Task: Report the number of lines in the entries below that include the word "Serialize", and nothing else.

Records from a collection:
>>
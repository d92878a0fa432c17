use serde::{Deserialize, Serialize};
use utoipa::ToSchema;

/// WGS-84 semi-major axis (m)
pub const WGS84_A: f64 = 6_378_137.0;
/// WGS-84 first eccentricity squared
pub const WGS84_E2: f64 = 0.00669437999014;
/// Spherical Earth radius used by the flat-Earth footprint approximations (m)
pub const EARTH_RADIUS_M: f64 = WGS84_A;

const LATITUDE_ITERATIONS: usize = 8;
const POLAR_AXIS_EPSILON_M: f64 = 1e-9;

#[derive(Debug, Clone, Copy, PartialEq, Serialize, Deserialize, ToSchema)]
pub struct GeodeticPosition {
    pub longitude_deg: f64,
    pub latitude_deg: f64,
    /// Ellipsoidal height
    pub altitude_m: f64,
}

impl GeodeticPosition {
    pub fn lat_rad(&self) -> f64 {
        self.latitude_deg.to_radians()
    }

    pub fn lon_rad(&self) -> f64 {
        self.longitude_deg.to_radians()
    }

    pub fn to_ecef(&self) -> [f64; 3] {
        geodetic_to_ecef(self.latitude_deg, self.longitude_deg, self.altitude_m)
    }
}

pub fn geodetic_to_ecef(lat_deg: f64, lon_deg: f64, height_m: f64) -> [f64; 3] {
    let lat = lat_deg.to_radians();
    let lon = lon_deg.to_radians();
    let sin_lat = lat.sin();
    let cos_lat = lat.cos();
    let sin_lon = lon.sin();
    let cos_lon = lon.cos();
    let n = WGS84_A / (1.0 - WGS84_E2 * sin_lat * sin_lat).sqrt();
    let x = (n + height_m) * cos_lat * cos_lon;
    let y = (n + height_m) * cos_lat * sin_lon;
    let z = (n * (1.0 - WGS84_E2) + height_m) * sin_lat;
    [x, y, z]
}

/// Inverse of [geodetic_to_ecef], refining latitude by fixed-point iteration.
pub fn ecef_to_geodetic(ecef: [f64; 3]) -> GeodeticPosition {
    let [x, y, z] = ecef;
    let p = (x * x + y * y).sqrt();

    // On the polar axis longitude is undefined and p / cos(lat) degenerates.
    if p < POLAR_AXIS_EPSILON_M {
        let b = WGS84_A * (1.0 - WGS84_E2).sqrt();
        return GeodeticPosition {
            longitude_deg: 0.0,
            latitude_deg: if z < 0.0 { -90.0 } else { 90.0 },
            altitude_m: z.abs() - b,
        };
    }

    let lon = y.atan2(x);
    let mut lat = z.atan2(p * (1.0 - WGS84_E2));
    for _ in 0..LATITUDE_ITERATIONS {
        let sin_lat = lat.sin();
        let n = WGS84_A / (1.0 - WGS84_E2 * sin_lat * sin_lat).sqrt();
        let h = p / lat.cos() - n;
        lat = z.atan2(p * (1.0 - WGS84_E2 * (n / (n + h))));
    }

    let sin_lat = lat.sin();
    let n = WGS84_A / (1.0 - WGS84_E2 * sin_lat * sin_lat).sqrt();
    let h = p / lat.cos() - n;

    GeodeticPosition {
        longitude_deg: lon.to_degrees(),
        latitude_deg: lat.to_degrees(),
        altitude_m: h,
    }
}

#[cfg(test)]
mod tests {
    use super::*;
    use rstest::rstest;

    #[rstest]
    #[case(0.0, 0.0, 0.0)]
    #[case(37.5, 127.0, 592_000.0)]
    #[case(-89.0, -180.0, -100.0)]
    #[case(89.0, 180.0, 50_000.0)]
    #[case(-33.9, 18.4, 1_200.0)]
    fn round_trip_cases(#[case] lat: f64, #[case] lon: f64, #[case] height: f64) {
        let back = ecef_to_geodetic(geodetic_to_ecef(lat, lon, height));
        assert!((back.latitude_deg - lat).abs() < 1e-6, "lat {}", back.latitude_deg);
        assert!((back.altitude_m - height).abs() < 0.01, "height {}", back.altitude_m);
        let dlon = (back.longitude_deg - lon).rem_euclid(360.0);
        assert!(dlon < 1e-6 || 360.0 - dlon < 1e-6, "lon {}", back.longitude_deg);
    }

    #[test]
    fn round_trip_grid() {
        let mut lat = -89.0;
        while lat <= 89.0 {
            let mut lon = -180.0;
            while lon <= 180.0 {
                for height in [-100.0, 0.0, 12_345.0, 50_000.0] {
                    let back = ecef_to_geodetic(geodetic_to_ecef(lat, lon, height));
                    assert!((back.latitude_deg - lat).abs() < 1e-6);
                    assert!((back.altitude_m - height).abs() < 0.01);
                    let dlon = (back.longitude_deg - lon).rem_euclid(360.0);
                    assert!(dlon < 1e-6 || 360.0 - dlon < 1e-6);
                }
                lon += 22.5;
            }
            lat += 8.9;
        }
    }

    #[test]
    fn poles_do_not_divide_by_zero() {
        let north = ecef_to_geodetic([0.0, 0.0, 6_400_000.0]);
        assert_eq!(north.latitude_deg, 90.0);
        assert_eq!(north.longitude_deg, 0.0);
        assert!(north.altitude_m.is_finite());

        let south = ecef_to_geodetic(geodetic_to_ecef(-90.0, 0.0, 1000.0));
        assert!((south.latitude_deg + 90.0).abs() < 1e-6);
        assert!((south.altitude_m - 1000.0).abs() < 0.01);

        let centre = ecef_to_geodetic([0.0, 0.0, 0.0]);
        assert!(centre.altitude_m.is_finite());
    }

    #[test]
    fn equator_prime_meridian() {
        let ecef = geodetic_to_ecef(0.0, 0.0, 0.0);
        assert!((ecef[0] - WGS84_A).abs() < 1e-6);
        assert!(ecef[1].abs() < 1e-6);
        assert!(ecef[2].abs() < 1e-6);
    }
}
<<
Task response: 2